Il était une fois une famille. Une famille dont ni le parcours, ni les attributs de ses membres ne laissaient présager quelconques prédispositions à la gestion de la cité ou à un mandat de législateur.

Cependant, nonobstant quelques billets et aidée par un système gangrené par les anti-valeurs, cette famille a su transposer ses réunions dominicales de la modeste demeure familiale aux bancs dégarnis et à l’ambiance de cour de récréation du bien mal nommé Palais du Peuple à Kinshasa. Fiction dites-vous ? Hélas, il s’agit là d’un cas d’école congolais. Désormais, politique rime avec arbre généalogique, rarement pour le meilleur et souvent pour le pire.
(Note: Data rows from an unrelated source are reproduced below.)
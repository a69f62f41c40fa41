//! Node Configuration
//!
//! One TOML file with a section per component. Every section and field is
//! optional; missing values fall back to the deployment defaults.
//!
//! ```toml
//! [trust]
//! ring_two_validity_period = 1051200
//!
//! [ledger]
//! voc_requirement_tokens = 10000
//!
//! [token]
//! symbol = "TRUST"
//! treasury = "<64 hex chars>"
//!
//! [oracle]
//! callback_address = "<64 hex chars>"
//! timeout_secs = 10
//! ```

use std::path::Path;
use std::time::Duration;

use serde::{Deserialize, Serialize};
use tracing::info;

use lib_governance::{LedgerConfig, ProtocolParams};
use lib_trust::{OracleFee, TrustConfig};
use lib_types::{Address, Amount};

use crate::errors::{NodeError, NodeResult};

/// Complete node configuration
#[derive(Debug, Clone, Default, PartialEq, Eq, Serialize, Deserialize)]
#[serde(default)]
pub struct NodeConfig {
    pub trust: TrustConfig,
    pub ledger: LedgerConfig,
    pub token: TokenSection,
    pub oracle: OracleSection,
}

/// Governance token deployment
#[derive(Debug, Clone, PartialEq, Eq, Serialize, Deserialize)]
#[serde(default)]
pub struct TokenSection {
    pub name: String,
    pub symbol: String,
    /// Whole tokens minted to the treasury at start
    pub initial_supply_tokens: u64,
    /// Receives the initial supply
    pub treasury: Address,
}

impl Default for TokenSection {
    fn default() -> Self {
        Self {
            name: "Trust".to_string(),
            symbol: "TRUST".to_string(),
            initial_supply_tokens: 90_000_000,
            treasury: Address::new([0x7E; 32]),
        }
    }
}

/// Domain oracle bridge
#[derive(Debug, Clone, PartialEq, Eq, Serialize, Deserialize)]
#[serde(default)]
pub struct OracleSection {
    /// Address the bridge signs callbacks with
    pub callback_address: Address,
    /// Gas charged for one callback
    pub callback_gas: u64,
    /// Flat fee added to each quote
    pub flat_fee: u64,
    /// Gas price used when the node quotes on a requester's behalf
    pub gas_price: u64,
    /// HTTP timeout per fetch
    pub timeout_secs: u64,
}

impl Default for OracleSection {
    fn default() -> Self {
        Self {
            callback_address: Address::new([0x0C; 32]),
            callback_gas: lib_trust::oracle::DEFAULT_CALLBACK_GAS as u64,
            flat_fee: 0,
            gas_price: 1,
            timeout_secs: 10,
        }
    }
}

impl OracleSection {
    pub fn fee(&self) -> OracleFee {
        OracleFee {
            callback_gas: self.callback_gas as Amount,
            flat_fee: self.flat_fee as Amount,
        }
    }

    pub fn timeout(&self) -> Duration {
        Duration::from_secs(self.timeout_secs)
    }
}

impl NodeConfig {
    /// Parse and validate TOML
    pub fn from_toml_str(content: &str) -> NodeResult<Self> {
        let config: NodeConfig = toml::from_str(content)?;
        config.validate()?;
        Ok(config)
    }

    /// Read, parse and validate a TOML file
    pub async fn load(path: &Path) -> NodeResult<Self> {
        let content = tokio::fs::read_to_string(path).await?;
        let config = Self::from_toml_str(&content)?;
        info!("Loaded configuration from {}", path.display());
        Ok(config)
    }

    /// Initial protocol parameters in base units
    pub fn protocol_params(&self) -> NodeResult<ProtocolParams> {
        Ok(self.ledger.to_params()?)
    }

    /// Initial supply in base units
    pub fn initial_supply(&self) -> NodeResult<Amount> {
        let unit = self.ledger.unit()?;
        (self.token.initial_supply_tokens as Amount)
            .checked_mul(unit)
            .ok_or_else(|| NodeError::Config("initial supply overflows".to_string()))
    }

    /// Reject configurations the node cannot start with
    pub fn validate(&self) -> NodeResult<()> {
        self.trust.validate()?;
        self.ledger.to_params()?;
        self.initial_supply()?;

        if self.token.symbol.is_empty() {
            return Err(NodeError::Config("token symbol must not be empty".to_string()));
        }
        if self.token.treasury.is_zero() {
            return Err(NodeError::Config("token treasury must not be the zero address".to_string()));
        }
        if self.oracle.callback_address.is_zero() {
            return Err(NodeError::Config("oracle callback address must not be zero".to_string()));
        }
        if self.oracle.timeout_secs == 0 {
            return Err(NodeError::Config("oracle timeout must be positive".to_string()));
        }
        Ok(())
    }
}

#[cfg(test)]
mod tests {
    use super::*;

    #[test]
    fn test_empty_file_uses_defaults() {
        let config = NodeConfig::from_toml_str("").unwrap();
        assert_eq!(config, NodeConfig::default());
        assert_eq!(config.trust.ring_two_validity_period, 1_051_200);
        assert_eq!(config.initial_supply().unwrap(), 90_000_000 * 10u128.pow(18));
    }

    #[test]
    fn test_sections_override_defaults() {
        let treasury = "11".repeat(32);
        let content = format!(
            r#"
            [trust]
            ring_two_validity_period = 50

            [ledger]
            posat_block_requirement = 10

            [token]
            symbol = "TST"
            treasury = "{}"

            [oracle]
            timeout_secs = 3
            "#,
            treasury
        );

        let config = NodeConfig::from_toml_str(&content).unwrap();
        assert_eq!(config.trust.ring_two_validity_period, 50);
        assert_eq!(config.protocol_params().unwrap().posat_block_requirement, 10);
        assert_eq!(config.token.symbol, "TST");
        assert_eq!(config.token.name, "Trust");
        assert_eq!(config.token.treasury, Address::new([0x11; 32]));
        assert_eq!(config.oracle.timeout(), Duration::from_secs(3));
    }

    #[test]
    fn test_invalid_values_rejected() {
        assert!(NodeConfig::from_toml_str("[trust]\nring_two_validity_period = 0").is_err());
        assert!(NodeConfig::from_toml_str("[oracle]\ntimeout_secs = 0").is_err());
        assert!(NodeConfig::from_toml_str("[token]\ntreasury = \"xyz\"").is_err());
    }
}
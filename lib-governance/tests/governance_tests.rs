//! End-to-end tests for the governance ledger
//!
//! These run the ledger against the in-memory token ledger and a real
//! trust registry, with ed25519-signed O5 commands.

use anyhow::{anyhow, Result};
use ed25519_dalek::SigningKey;
use rand::rngs::{OsRng, StdRng};
use rand::{Rng, SeedableRng};

use lib_governance::{
    custody_address, Ed25519Recovery, GovernanceLedger, LedgerError, LedgerEvent, O5Action,
    O5Command, ProtocolParam, ProtocolParams, DEFAULT_INITIAL_SUPPLY,
};
use lib_tokens::{MemoryTokenLedger, TokenContract, TokenLedger, DEFAULT_DECIMALS};
use lib_trust::{Declaration, OracleFee, QueuedOracle, TrustConfig, TrustRegistry};
use lib_types::{Address, Amount, BlockHeight, CallContext, Ring, TokenId};

const TREASURY: Address = Address::new([0xEE; 32]);
const ORACLE: Address = Address::new([0x0C; 32]);
const REQUESTER: Address = Address::new([0x0D; 32]);
const ALICE: Address = Address::new([1u8; 32]);
const BOB: Address = Address::new([2u8; 32]);
const TARGET: Address = Address::new([3u8; 32]);
const VALIDITY: BlockHeight = 1_000;

fn ctx(caller: Address, height: BlockHeight) -> CallContext {
    CallContext::new(caller, height)
}

fn small_params() -> ProtocolParams {
    ProtocolParams {
        o10_requirement: 10,
        voc_requirement: 1_000,
        posat_reward_rate: 5,
        posat_block_requirement: 100,
        ring_one_requirement: 25,
    }
}

/// Ledger over a token owned by custody, with each funded address holding
/// its amount
fn create_ledger(params: ProtocolParams, funded: &[(Address, Amount)]) -> Result<GovernanceLedger<MemoryTokenLedger>> {
    let asset = TokenId::from_symbol("TRUST");
    let contract = TokenContract::new("Trust".to_string(), "TRUST".to_string(), DEFAULT_DECIMALS, custody_address(&asset));
    let mut token = MemoryTokenLedger::new(contract, TREASURY, DEFAULT_INITIAL_SUPPLY)?;
    for (who, amount) in funded {
        token.transfer(TREASURY, *who, *amount)?;
    }
    Ok(GovernanceLedger::new(token, params)?)
}

fn create_registry() -> Result<TrustRegistry<QueuedOracle>> {
    let config = TrustConfig { ring_two_validity_period: VALIDITY };
    Ok(TrustRegistry::new(config, QueuedOracle::new(ORACLE, OracleFee::default()))?)
}

/// Walk `target` through ring 3, ring 2 declaration and a successful challenge
fn grant_ring_two(registry: &mut TrustRegistry<QueuedOracle>, target: Address, height: BlockHeight) -> Result<()> {
    registry.declare_ring_three(
        &ctx(target, height),
        Declaration {
            name: "Target".to_string(),
            email: "target@example.org".to_string(),
            phone: "+1 555 0100".to_string(),
            info: String::new(),
        },
    )?;
    registry.declare_ring_two(&ctx(target, height), "https://target.example.org".to_string())?;

    let id = registry.init_challenge(&ctx(REQUESTER, height), target)?;
    let fee = registry.oracle_cost(1);
    registry.solve_challenge(&ctx(REQUESTER, height), id, fee, 1)?;

    let request = registry
        .oracle_mut()
        .next_request()
        .ok_or_else(|| anyhow!("no fetch queued"))?;
    let body = registry.challenge(&id)?.expected;
    let granted = registry.resolve_challenge(&ctx(ORACLE, height), request.challenge_id, Some(body.as_str()))?;
    assert!(granted);
    Ok(())
}

fn keypair() -> (SigningKey, Address) {
    let key = SigningKey::generate(&mut OsRng);
    let address = Address::from_public_key(&key.verifying_key().to_bytes());
    (key, address)
}
//! Staked Governance Ledger
//!
//! Token holders lock governance tokens to obtain voting rights and PoSaT
//! (proof of stake and trust) credits, delegate either exactly one hop,
//! vouch for addresses as O10s, and govern the ledger through the O5
//! multisig channel.
//!
//! # Key Principles
//!
//! 1. **Custody**: locked tokens sit in one derived custody account
//! 2. **One hop**: received rights can be used but never delegated on
//! 3. **Atomic**: every operation validates fully before mutating
//! 4. **Terminal dissolution**: after `O5DissolveDAO` only
//!    `dissolve_withdrawal` runs
//!
//! # Usage
//!
//! ```ignore
//! use lib_governance::{GovernanceLedger, ProtocolParams};
//!
//! let mut ledger = GovernanceLedger::new(token, ProtocolParams::default())?;
//! ledger.lock_tokens(&ctx, amount)?;
//! ledger.o10_authorize(&ctx)?;
//! let ring = ledger.current_ring(&target, ctx.height, &registry);
//! ```

pub mod config;
pub mod errors;
pub mod events;
pub mod holder;
pub mod ledger;
pub mod o5;
pub mod params;
pub mod posat;

pub use config::LedgerConfig;
pub use errors::{LedgerError, LedgerResult};
pub use events::LedgerEvent;
pub use holder::Holder;
pub use ledger::{custody_address, GovernanceLedger};
pub use o5::{
    decode_amount, encode_amount, Ed25519Recovery, O5Action, O5Command, O5Signature,
    SignatureRecovery, MAX_O5_SIGNATURES, O5_DISSOLVE, O5_VOTE_NO_CONFIDENCE,
};
pub use params::{ProtocolParam, ProtocolParams, DEFAULT_INITIAL_SUPPLY};
pub use posat::{derive_ring, O10Status, VoteOfConfidence};
//! Protocol Parameters
//!
//! Defines the parameters the O5 channel may amend. Amendments take
//! effect immediately.

use serde::{Deserialize, Serialize};

use lib_tokens::ONE_TOKEN;
use lib_types::{Amount, BlockHeight, Percent};

use crate::errors::{precondition, LedgerResult};

// =============================================================================
// DEFAULTS
// =============================================================================

/// Default initial token supply (90,000,000 tokens)
pub const DEFAULT_INITIAL_SUPPLY: Amount = 90_000_000 * ONE_TOKEN;

/// PoSaT credits an O10 must lock: 10% of the initial supply
pub const DEFAULT_O10_REQUIREMENT: Amount = DEFAULT_INITIAL_SUPPLY / 10;

/// PoSaT credits locked per vote of confidence (10,000 tokens)
pub const DEFAULT_VOC_REQUIREMENT: Amount = 10_000 * ONE_TOKEN;

/// Reward per cycle, as a percentage of the vote of confidence requirement
pub const DEFAULT_POSAT_REWARD_RATE: Percent = 5;

/// Blocks per reward cycle (about one year at 15s blocks)
pub const DEFAULT_POSAT_BLOCK_REQUIREMENT: BlockHeight = 2_102_400;

/// Share of all locked tokens a target's endorsers must hold for ring 1
pub const DEFAULT_RING_ONE_REQUIREMENT: Percent = 25;

// =============================================================================
// PARAMETER SET
// =============================================================================

/// Parameters that can be modified through the O5 channel
#[derive(Debug, Clone, Copy, PartialEq, Eq, Hash, Serialize, Deserialize)]
pub enum ProtocolParam {
    /// Ring 1 endorsement threshold (percent of cumulative locked tokens)
    RingOneRequirement,
    /// Blocks per PoSaT reward cycle
    PoSaTRequirement,
    /// Reward rate (percent of the VoC requirement per cycle)
    PoSaTReward,
    /// PoSaT locked per vote of confidence
    VoCRequirement,
    /// PoSaT locked for O10 authorization
    O10Requirement,
}

impl ProtocolParam {
    /// Every amendable parameter
    pub const ALL: [ProtocolParam; 5] = [
        ProtocolParam::RingOneRequirement,
        ProtocolParam::PoSaTRequirement,
        ProtocolParam::PoSaTReward,
        ProtocolParam::VoCRequirement,
        ProtocolParam::O10Requirement,
    ];

    /// Function signature an O5 command uses to amend this parameter
    pub fn o5_signature(&self) -> &'static str {
        match self {
            ProtocolParam::RingOneRequirement => "O5ModifyRingOneRequirement",
            ProtocolParam::PoSaTRequirement => "O5ModifyPoSaTRequirement",
            ProtocolParam::PoSaTReward => "O5ModifyPoSaTReward",
            ProtocolParam::VoCRequirement => "O5ModifyVoCRequirement",
            ProtocolParam::O10Requirement => "O5ModifyO10Requirement",
        }
    }

    /// Get human-readable description
    pub fn description(&self) -> &'static str {
        match self {
            ProtocolParam::RingOneRequirement => "Ring 1 endorsement threshold (percent)",
            ProtocolParam::PoSaTRequirement => "Blocks per PoSaT reward cycle",
            ProtocolParam::PoSaTReward => "PoSaT reward rate (percent)",
            ProtocolParam::VoCRequirement => "Vote of confidence requirement",
            ProtocolParam::O10Requirement => "O10 authorization requirement",
        }
    }

    /// Check a proposed value
    pub fn validate(&self, value: u128) -> LedgerResult<()> {
        match self {
            ProtocolParam::RingOneRequirement if value > 100 => {
                Err(precondition("ring 1 requirement cannot exceed 100 percent"))
            }
            ProtocolParam::PoSaTRequirement if value == 0 => {
                Err(precondition("PoSaT block requirement must be positive"))
            }
            ProtocolParam::PoSaTRequirement if value > BlockHeight::MAX as u128 => {
                Err(precondition("PoSaT block requirement does not fit a block height"))
            }
            _ => Ok(()),
        }
    }
}

/// Current values of the amendable parameters
#[derive(Debug, Clone, Copy, PartialEq, Eq, Serialize, Deserialize)]
pub struct ProtocolParams {
    pub o10_requirement: Amount,
    pub voc_requirement: Amount,
    pub posat_reward_rate: Percent,
    pub posat_block_requirement: BlockHeight,
    pub ring_one_requirement: Percent,
}

impl Default for ProtocolParams {
    fn default() -> Self {
        Self {
            o10_requirement: DEFAULT_O10_REQUIREMENT,
            voc_requirement: DEFAULT_VOC_REQUIREMENT,
            posat_reward_rate: DEFAULT_POSAT_REWARD_RATE,
            posat_block_requirement: DEFAULT_POSAT_BLOCK_REQUIREMENT,
            ring_one_requirement: DEFAULT_RING_ONE_REQUIREMENT,
        }
    }
}

impl ProtocolParams {
    /// Read a parameter
    pub fn get(&self, param: ProtocolParam) -> u128 {
        match param {
            ProtocolParam::RingOneRequirement => self.ring_one_requirement,
            ProtocolParam::PoSaTRequirement => self.posat_block_requirement as u128,
            ProtocolParam::PoSaTReward => self.posat_reward_rate,
            ProtocolParam::VoCRequirement => self.voc_requirement,
            ProtocolParam::O10Requirement => self.o10_requirement,
        }
    }

    /// Validate and write a parameter, returning the previous value
    pub fn set(&mut self, param: ProtocolParam, value: u128) -> LedgerResult<u128> {
        param.validate(value)?;
        let old = self.get(param);
        match param {
            ProtocolParam::RingOneRequirement => self.ring_one_requirement = value,
            ProtocolParam::PoSaTRequirement => self.posat_block_requirement = value as BlockHeight,
            ProtocolParam::PoSaTReward => self.posat_reward_rate = value,
            ProtocolParam::VoCRequirement => self.voc_requirement = value,
            ProtocolParam::O10Requirement => self.o10_requirement = value,
        }
        Ok(old)
    }

    /// Reject parameter sets the ledger cannot run with
    pub fn validate(&self) -> LedgerResult<()> {
        for param in ProtocolParam::ALL {
            param.validate(self.get(param))?;
        }
        Ok(())
    }
}
//! Domain Challenges
//!
//! A challenge asks the oracle to fetch `<domain>/_<address>.html` and
//! compare it with `<html><body><address></body></html>`, both with the
//! address in lowercase hex.

use serde::{Deserialize, Serialize};

use lib_types::{Address, BlockHeight, ChallengeId};

/// Domain separator for challenge ids
const CHALLENGE_ID_DOMAIN: &[u8] = b"TRUST_REGISTRY_CHALLENGE_V1";

/// Lifecycle of a challenge. Only ever moves forward.
#[derive(Debug, Clone, Copy, PartialEq, Eq, Serialize, Deserialize)]
pub enum ChallengeState {
    /// Created, no fetch requested yet
    Pending,
    /// Fetch requested, waiting for the oracle callback
    Requested { at: BlockHeight },
    /// Callback delivered
    Resolved { successful: bool, at: BlockHeight },
}

/// A domain-ownership challenge
#[derive(Debug, Clone, PartialEq, Eq, Serialize, Deserialize)]
pub struct Challenge {
    pub id: ChallengeId,
    /// Address whose domain is being checked
    pub target: Address,
    /// Domain declared by the target when the challenge was created
    pub domain: String,
    /// Whoever opened the challenge
    pub requester: Address,
    pub created_at: BlockHeight,
    /// Target's declaration epoch when the challenge was created
    pub epoch: u64,
    pub state: ChallengeState,
}

impl Challenge {
    /// Where the target must publish the proof
    pub fn artifact_url(&self) -> String {
        artifact_url(&self.domain, &self.target)
    }

    /// What the proof must contain, byte for byte
    pub fn expected_content(&self) -> String {
        expected_content(&self.target)
    }

    pub fn is_resolved(&self) -> bool {
        matches!(self.state, ChallengeState::Resolved { .. })
    }
}

/// Location and content of a challenge proof
#[derive(Debug, Clone, PartialEq, Eq, Serialize, Deserialize)]
pub struct ChallengeArtifact {
    pub url: String,
    pub expected: String,
}

pub fn artifact_url(domain: &str, target: &Address) -> String {
    format!("{}/_{}.html", domain, target.to_hex())
}

pub fn expected_content(target: &Address) -> String {
    format!("<html><body>{}</body></html>", target.to_hex())
}

/// Derive a challenge id (deterministic)
///
/// The registry-wide counter makes ids unique even for repeated requests
/// in the same block.
pub fn derive_challenge_id(
    target: &Address,
    requester: &Address,
    height: BlockHeight,
    counter: u64,
) -> ChallengeId {
    let mut hasher = blake3::Hasher::new();
    hasher.update(CHALLENGE_ID_DOMAIN);
    hasher.update(target.as_bytes());
    hasher.update(requester.as_bytes());
    hasher.update(&height.to_le_bytes());
    hasher.update(&counter.to_le_bytes());
    ChallengeId::new(*hasher.finalize().as_bytes())
}

#[cfg(test)]
mod tests {
    use super::*;

    #[test]
    fn test_artifact_format() {
        let target = Address::new([0xAB; 32]);
        let hex = "ab".repeat(32);

        assert_eq!(
            artifact_url("https://abc.xyz", &target),
            format!("https://abc.xyz/_{}.html", hex)
        );
        assert_eq!(
            expected_content(&target),
            format!("<html><body>{}</body></html>", hex)
        );
    }

    #[test]
    fn test_challenge_id_unique_per_counter() {
        let target = Address::new([1u8; 32]);
        let requester = Address::new([2u8; 32]);

        let a = derive_challenge_id(&target, &requester, 5, 0);
        let b = derive_challenge_id(&target, &requester, 5, 1);
        assert_ne!(a, b);
        assert_eq!(a, derive_challenge_id(&target, &requester, 5, 0));
    }
}
//! TokenContract
//!
//! Metadata and ownership of the fungible token that backs the ledger.
//! Only the owner may mint, and ownership can be handed over exactly
//! like any other owned contract.

use serde::{Deserialize, Serialize};

use lib_types::{Address, Amount, TokenId};

use crate::errors::{TokenError, TokenResult};

// =============================================================================
// CONSTANTS
// =============================================================================

/// Default number of decimal places
pub const DEFAULT_DECIMALS: u8 = 18;

/// One whole token in base units at [`DEFAULT_DECIMALS`]
pub const ONE_TOKEN: Amount = 1_000_000_000_000_000_000;

// =============================================================================
// TOKEN CONTRACT
// =============================================================================

/// Token contract state
#[derive(Debug, Clone, PartialEq, Eq, Serialize, Deserialize)]
pub struct TokenContract {
    // =========================================================================
    // Identity
    // =========================================================================
    /// Unique token identifier
    pub id: TokenId,

    // =========================================================================
    // Metadata
    // =========================================================================
    /// Human-readable token name
    pub name: String,
    /// Token symbol (e.g., "CDT")
    pub symbol: String,
    /// Number of decimal places (display only)
    pub decimals: u8,

    // =========================================================================
    // Authority
    // =========================================================================
    /// Sole address allowed to mint and to hand over ownership
    pub owner: Address,

    // =========================================================================
    // Ledger State
    // =========================================================================
    /// Total supply in circulation
    pub total_supply: Amount,
}

impl TokenContract {
    /// Create a new token contract owned by `owner`
    pub fn new(name: String, symbol: String, decimals: u8, owner: Address) -> Self {
        Self {
            id: TokenId::from_symbol(&symbol),
            name,
            symbol,
            decimals,
            owner,
            total_supply: 0,
        }
    }

    /// Check if an address owns the contract
    pub fn is_owner(&self, address: &Address) -> bool {
        self.owner == *address
    }

    /// Reject callers other than the owner
    pub fn ensure_owner(&self, caller: &Address) -> TokenResult<()> {
        if self.is_owner(caller) {
            Ok(())
        } else {
            Err(TokenError::Unauthorized(format!(
                "caller {} is not the owner",
                caller
            )))
        }
    }

    /// Hand ownership to `new_owner`
    pub fn transfer_ownership(&mut self, caller: &Address, new_owner: Address) -> TokenResult<()> {
        self.ensure_owner(caller)?;
        if new_owner.is_zero() {
            return Err(TokenError::ZeroAddress("new owner"));
        }
        self.owner = new_owner;
        Ok(())
    }
}

#[cfg(test)]
mod tests {
    use super::*;

    fn create_test_contract() -> TokenContract {
        TokenContract::new("Test".to_string(), "TST".to_string(), DEFAULT_DECIMALS, Address::new([1u8; 32]))
    }

    #[test]
    fn test_token_id_derived_from_symbol() {
        let contract = create_test_contract();
        assert_eq!(contract.id, TokenId::from_symbol("TST"));
        assert_eq!(contract.total_supply, 0);
    }

    #[test]
    fn test_transfer_ownership() {
        let mut contract = create_test_contract();
        let owner = Address::new([1u8; 32]);
        let next = Address::new([2u8; 32]);

        contract.transfer_ownership(&owner, next).unwrap();
        assert!(contract.is_owner(&next));
        assert!(!contract.is_owner(&owner));
    }

    #[test]
    fn test_transfer_ownership_rejects_zero_address() {
        let mut contract = create_test_contract();
        let owner = Address::new([1u8; 32]);

        let result = contract.transfer_ownership(&owner, Address::zero());
        assert_eq!(result, Err(TokenError::ZeroAddress("new owner")));
        assert!(contract.is_owner(&owner));
    }

    #[test]
    fn test_transfer_ownership_rejects_non_owner() {
        let mut contract = create_test_contract();
        let stranger = Address::new([3u8; 32]);

        let result = contract.transfer_ownership(&stranger, stranger);
        assert!(matches!(result, Err(TokenError::Unauthorized(_))));
    }
}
La méritocratie: un concept lointain  

Loin de moi l’idée selon laquelle la politique ne peut en aucun cas être une affaire de famille. Les Kennedy aux États-Unis, les Ado au Ghana ou les Debré en France sont autant d’exemples de grandes familles politiques où les enfants ont brillamment emboîtés le pas à leurs parents. Jusque là, rien d’immoral.

L’immoralité intervient lorsque la mise en place de plusieurs membres d’une famille à différents postes clés du pouvoir est méthodiquement pensée, conçue et mise en scène pour tirer profit des généreux avantages, officieux et officiels, ayant trait à la fonction, et ce, sur le dos du contribuable. Autrefois réservé à des acteurs porteurs d’idées novatrices et à des leaders d’opinions, l’engagement politique s’apparente désormais à un juteux business au pays de Lumumba et de Kasavubu. Force est de constater que le phénomène prend des proportions inquiétantes et tue la méritocratie (aussi bien que sa soeur, la démocratie).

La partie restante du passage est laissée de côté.